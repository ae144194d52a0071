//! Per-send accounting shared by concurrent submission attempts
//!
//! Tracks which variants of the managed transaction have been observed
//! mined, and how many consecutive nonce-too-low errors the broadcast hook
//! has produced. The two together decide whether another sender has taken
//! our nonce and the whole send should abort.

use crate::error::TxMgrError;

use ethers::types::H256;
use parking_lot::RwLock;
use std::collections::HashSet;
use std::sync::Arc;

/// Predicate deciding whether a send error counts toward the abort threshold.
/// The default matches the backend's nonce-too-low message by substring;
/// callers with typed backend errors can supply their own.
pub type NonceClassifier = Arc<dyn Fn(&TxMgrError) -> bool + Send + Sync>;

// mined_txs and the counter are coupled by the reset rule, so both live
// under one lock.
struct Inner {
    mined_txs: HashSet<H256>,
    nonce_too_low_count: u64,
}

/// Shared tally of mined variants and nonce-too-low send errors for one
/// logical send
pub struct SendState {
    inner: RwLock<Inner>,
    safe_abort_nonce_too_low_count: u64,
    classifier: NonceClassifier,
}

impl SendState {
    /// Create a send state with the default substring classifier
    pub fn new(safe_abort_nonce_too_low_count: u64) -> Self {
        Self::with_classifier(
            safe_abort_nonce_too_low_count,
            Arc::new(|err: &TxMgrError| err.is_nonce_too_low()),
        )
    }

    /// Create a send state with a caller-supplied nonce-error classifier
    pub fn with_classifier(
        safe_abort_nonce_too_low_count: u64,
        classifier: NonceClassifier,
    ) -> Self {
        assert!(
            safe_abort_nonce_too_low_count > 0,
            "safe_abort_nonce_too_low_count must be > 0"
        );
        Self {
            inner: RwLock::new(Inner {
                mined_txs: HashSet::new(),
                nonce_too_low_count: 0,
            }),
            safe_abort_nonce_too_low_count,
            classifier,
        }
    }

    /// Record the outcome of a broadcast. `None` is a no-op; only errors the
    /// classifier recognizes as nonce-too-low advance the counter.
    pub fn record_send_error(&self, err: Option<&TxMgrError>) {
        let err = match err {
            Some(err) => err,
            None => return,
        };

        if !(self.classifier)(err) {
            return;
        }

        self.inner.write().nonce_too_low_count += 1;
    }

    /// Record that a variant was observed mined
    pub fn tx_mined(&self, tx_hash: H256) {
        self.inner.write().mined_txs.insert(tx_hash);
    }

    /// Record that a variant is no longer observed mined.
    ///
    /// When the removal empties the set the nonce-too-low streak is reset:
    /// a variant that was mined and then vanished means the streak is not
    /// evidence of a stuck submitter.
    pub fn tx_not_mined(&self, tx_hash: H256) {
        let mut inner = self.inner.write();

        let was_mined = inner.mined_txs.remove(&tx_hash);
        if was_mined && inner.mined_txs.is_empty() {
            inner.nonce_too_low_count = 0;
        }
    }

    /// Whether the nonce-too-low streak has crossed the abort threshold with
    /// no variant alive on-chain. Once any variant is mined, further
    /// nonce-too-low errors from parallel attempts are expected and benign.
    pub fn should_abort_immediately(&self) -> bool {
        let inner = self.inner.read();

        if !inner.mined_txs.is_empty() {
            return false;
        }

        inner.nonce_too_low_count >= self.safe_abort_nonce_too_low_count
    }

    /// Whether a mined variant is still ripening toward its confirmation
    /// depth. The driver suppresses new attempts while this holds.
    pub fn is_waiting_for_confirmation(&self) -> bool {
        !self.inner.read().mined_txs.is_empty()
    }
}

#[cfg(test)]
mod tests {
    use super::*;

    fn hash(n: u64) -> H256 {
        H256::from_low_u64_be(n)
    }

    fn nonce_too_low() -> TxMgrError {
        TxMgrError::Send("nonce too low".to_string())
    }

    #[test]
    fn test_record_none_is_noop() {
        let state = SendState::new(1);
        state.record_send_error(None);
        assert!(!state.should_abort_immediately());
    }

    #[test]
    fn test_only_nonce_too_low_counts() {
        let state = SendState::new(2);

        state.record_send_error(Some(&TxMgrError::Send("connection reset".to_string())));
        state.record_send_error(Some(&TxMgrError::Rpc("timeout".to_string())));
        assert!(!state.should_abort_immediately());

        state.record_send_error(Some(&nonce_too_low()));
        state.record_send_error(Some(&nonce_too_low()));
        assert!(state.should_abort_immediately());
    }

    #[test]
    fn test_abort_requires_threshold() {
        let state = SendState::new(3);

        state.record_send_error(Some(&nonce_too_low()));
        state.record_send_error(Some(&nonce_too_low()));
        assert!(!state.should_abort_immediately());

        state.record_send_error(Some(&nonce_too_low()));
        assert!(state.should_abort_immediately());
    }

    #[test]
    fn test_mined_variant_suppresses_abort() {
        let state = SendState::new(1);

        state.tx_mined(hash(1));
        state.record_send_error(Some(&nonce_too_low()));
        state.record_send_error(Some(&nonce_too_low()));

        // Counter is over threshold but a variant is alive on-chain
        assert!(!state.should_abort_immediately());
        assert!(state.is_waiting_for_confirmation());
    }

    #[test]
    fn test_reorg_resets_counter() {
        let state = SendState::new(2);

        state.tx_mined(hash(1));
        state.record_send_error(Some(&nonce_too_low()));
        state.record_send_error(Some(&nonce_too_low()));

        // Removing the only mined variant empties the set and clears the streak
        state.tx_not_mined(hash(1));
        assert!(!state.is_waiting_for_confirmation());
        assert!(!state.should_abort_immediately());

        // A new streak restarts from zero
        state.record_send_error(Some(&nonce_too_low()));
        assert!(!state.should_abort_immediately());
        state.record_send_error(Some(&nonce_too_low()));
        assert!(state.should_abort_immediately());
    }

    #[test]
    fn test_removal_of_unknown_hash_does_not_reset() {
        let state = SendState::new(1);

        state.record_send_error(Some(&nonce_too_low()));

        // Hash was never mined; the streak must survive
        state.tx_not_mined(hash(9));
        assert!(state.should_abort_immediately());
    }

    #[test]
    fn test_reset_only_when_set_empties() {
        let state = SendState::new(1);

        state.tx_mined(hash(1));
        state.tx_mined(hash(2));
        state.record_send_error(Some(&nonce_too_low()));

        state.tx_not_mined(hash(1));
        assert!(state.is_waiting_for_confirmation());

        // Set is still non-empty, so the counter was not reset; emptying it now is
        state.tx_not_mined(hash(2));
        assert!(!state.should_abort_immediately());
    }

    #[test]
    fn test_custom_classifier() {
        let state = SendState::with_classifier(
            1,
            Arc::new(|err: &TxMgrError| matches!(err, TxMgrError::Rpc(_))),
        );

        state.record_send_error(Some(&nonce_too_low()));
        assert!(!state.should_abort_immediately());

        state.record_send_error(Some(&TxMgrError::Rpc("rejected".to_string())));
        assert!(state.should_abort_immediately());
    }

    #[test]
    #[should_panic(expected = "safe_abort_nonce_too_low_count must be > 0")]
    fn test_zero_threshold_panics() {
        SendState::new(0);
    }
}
* * * * * * *
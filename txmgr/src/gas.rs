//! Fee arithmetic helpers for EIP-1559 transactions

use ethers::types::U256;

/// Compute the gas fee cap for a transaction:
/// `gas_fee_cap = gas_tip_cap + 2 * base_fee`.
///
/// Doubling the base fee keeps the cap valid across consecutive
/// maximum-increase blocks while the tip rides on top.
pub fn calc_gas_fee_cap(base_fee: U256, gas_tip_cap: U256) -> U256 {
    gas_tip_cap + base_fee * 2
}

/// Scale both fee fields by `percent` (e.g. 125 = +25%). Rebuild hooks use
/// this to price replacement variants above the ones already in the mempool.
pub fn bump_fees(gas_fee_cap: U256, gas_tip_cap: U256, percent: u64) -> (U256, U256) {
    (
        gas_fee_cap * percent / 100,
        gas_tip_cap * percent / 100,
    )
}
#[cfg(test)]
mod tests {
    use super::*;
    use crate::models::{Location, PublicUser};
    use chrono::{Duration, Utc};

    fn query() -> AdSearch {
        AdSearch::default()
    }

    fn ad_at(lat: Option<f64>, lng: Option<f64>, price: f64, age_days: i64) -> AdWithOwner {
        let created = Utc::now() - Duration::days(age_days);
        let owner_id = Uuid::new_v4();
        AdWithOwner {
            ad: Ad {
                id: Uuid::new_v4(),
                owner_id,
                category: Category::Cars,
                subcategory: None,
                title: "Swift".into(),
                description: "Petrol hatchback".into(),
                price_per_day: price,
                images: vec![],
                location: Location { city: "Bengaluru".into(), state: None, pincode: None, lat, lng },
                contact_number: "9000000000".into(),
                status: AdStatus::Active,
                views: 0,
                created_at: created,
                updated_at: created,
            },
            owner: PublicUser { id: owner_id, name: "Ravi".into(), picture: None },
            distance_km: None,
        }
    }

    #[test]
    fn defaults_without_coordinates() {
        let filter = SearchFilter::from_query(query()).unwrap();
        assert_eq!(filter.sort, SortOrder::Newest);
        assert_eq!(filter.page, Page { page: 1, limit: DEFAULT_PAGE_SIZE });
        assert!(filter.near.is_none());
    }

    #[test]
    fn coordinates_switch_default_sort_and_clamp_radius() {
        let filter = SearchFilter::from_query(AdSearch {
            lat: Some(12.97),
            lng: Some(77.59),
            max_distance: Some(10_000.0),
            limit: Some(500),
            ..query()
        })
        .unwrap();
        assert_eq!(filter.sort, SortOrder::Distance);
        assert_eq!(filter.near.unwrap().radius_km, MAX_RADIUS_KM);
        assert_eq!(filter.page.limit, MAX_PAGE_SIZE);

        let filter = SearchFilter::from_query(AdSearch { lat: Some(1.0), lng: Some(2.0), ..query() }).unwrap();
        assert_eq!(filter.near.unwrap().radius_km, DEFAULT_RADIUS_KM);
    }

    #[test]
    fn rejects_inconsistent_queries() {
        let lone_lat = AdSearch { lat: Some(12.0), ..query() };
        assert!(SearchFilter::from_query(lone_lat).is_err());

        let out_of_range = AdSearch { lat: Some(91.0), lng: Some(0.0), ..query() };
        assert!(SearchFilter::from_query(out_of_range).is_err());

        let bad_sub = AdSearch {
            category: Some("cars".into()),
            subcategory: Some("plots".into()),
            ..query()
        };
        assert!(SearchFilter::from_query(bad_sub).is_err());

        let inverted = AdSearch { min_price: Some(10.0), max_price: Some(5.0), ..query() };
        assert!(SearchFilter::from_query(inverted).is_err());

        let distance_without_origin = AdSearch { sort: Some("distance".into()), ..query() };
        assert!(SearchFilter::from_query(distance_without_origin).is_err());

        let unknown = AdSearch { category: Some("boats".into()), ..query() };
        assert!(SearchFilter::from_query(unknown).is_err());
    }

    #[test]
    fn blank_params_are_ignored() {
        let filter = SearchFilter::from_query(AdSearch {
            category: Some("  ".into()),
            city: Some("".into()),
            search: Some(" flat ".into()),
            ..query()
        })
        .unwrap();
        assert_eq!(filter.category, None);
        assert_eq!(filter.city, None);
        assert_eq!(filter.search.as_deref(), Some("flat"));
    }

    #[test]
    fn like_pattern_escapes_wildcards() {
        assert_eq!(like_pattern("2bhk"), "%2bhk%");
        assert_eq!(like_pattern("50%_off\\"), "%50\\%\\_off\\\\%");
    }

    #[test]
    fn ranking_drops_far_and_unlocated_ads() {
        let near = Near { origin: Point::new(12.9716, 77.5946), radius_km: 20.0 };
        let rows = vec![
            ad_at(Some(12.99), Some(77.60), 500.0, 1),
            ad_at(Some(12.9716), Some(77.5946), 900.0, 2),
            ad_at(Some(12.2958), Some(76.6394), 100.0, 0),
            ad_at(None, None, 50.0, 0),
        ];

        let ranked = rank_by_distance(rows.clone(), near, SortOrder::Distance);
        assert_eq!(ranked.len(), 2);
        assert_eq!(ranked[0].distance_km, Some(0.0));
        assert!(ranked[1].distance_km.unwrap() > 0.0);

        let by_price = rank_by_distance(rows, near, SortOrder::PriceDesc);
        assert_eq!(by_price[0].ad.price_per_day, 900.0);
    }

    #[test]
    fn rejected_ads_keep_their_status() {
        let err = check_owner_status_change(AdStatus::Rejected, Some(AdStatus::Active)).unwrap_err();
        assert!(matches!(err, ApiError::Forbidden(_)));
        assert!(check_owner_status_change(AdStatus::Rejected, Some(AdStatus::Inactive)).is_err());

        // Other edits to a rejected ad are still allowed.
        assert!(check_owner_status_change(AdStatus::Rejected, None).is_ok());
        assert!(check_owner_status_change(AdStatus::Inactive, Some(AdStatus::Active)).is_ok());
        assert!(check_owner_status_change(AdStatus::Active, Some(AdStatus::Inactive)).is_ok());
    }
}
* * * * * * *
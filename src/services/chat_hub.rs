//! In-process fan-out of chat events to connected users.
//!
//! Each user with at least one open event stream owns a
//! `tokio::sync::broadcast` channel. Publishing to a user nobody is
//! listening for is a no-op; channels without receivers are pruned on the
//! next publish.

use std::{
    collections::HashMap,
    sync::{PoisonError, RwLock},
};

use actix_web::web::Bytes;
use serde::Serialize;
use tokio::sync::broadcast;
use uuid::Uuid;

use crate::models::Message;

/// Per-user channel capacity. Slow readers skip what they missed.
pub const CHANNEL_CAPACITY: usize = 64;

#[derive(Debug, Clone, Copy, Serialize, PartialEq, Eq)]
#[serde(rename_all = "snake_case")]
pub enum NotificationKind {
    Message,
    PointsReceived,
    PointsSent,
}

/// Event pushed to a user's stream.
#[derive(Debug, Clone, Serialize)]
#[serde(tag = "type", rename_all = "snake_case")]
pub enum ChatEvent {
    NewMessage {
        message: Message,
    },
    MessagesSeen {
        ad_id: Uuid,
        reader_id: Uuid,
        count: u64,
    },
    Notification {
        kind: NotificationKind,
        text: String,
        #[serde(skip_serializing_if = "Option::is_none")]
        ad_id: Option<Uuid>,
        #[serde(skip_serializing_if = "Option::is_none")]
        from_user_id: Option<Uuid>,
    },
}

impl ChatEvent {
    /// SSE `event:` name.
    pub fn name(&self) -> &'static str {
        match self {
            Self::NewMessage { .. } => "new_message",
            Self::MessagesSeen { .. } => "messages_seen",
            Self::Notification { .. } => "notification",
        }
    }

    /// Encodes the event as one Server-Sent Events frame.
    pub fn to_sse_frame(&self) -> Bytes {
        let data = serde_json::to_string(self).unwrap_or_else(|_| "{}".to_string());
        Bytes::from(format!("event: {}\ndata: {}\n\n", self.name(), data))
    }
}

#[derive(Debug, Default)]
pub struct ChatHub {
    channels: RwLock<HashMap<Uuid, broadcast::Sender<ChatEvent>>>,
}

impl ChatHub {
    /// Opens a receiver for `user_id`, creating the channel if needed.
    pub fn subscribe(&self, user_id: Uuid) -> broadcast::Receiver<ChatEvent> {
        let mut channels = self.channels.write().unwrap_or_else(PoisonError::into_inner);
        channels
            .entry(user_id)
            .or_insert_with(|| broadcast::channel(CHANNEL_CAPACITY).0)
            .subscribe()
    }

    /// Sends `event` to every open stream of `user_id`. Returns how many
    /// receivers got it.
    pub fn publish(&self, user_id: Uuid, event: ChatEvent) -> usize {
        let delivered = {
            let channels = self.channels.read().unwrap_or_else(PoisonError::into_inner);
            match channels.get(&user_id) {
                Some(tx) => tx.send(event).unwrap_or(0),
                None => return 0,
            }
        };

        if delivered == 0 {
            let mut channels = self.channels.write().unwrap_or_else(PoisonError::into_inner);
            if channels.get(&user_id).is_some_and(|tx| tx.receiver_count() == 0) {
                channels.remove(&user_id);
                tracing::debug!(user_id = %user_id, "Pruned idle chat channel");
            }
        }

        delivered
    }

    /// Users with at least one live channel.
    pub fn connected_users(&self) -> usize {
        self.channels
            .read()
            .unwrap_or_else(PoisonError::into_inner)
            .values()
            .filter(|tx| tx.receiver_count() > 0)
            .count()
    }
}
* * * * * * *
• _Try it_: For the word "enum", count the lines in the records that contain it. Give the number and no other words.

• _Written reply_: 2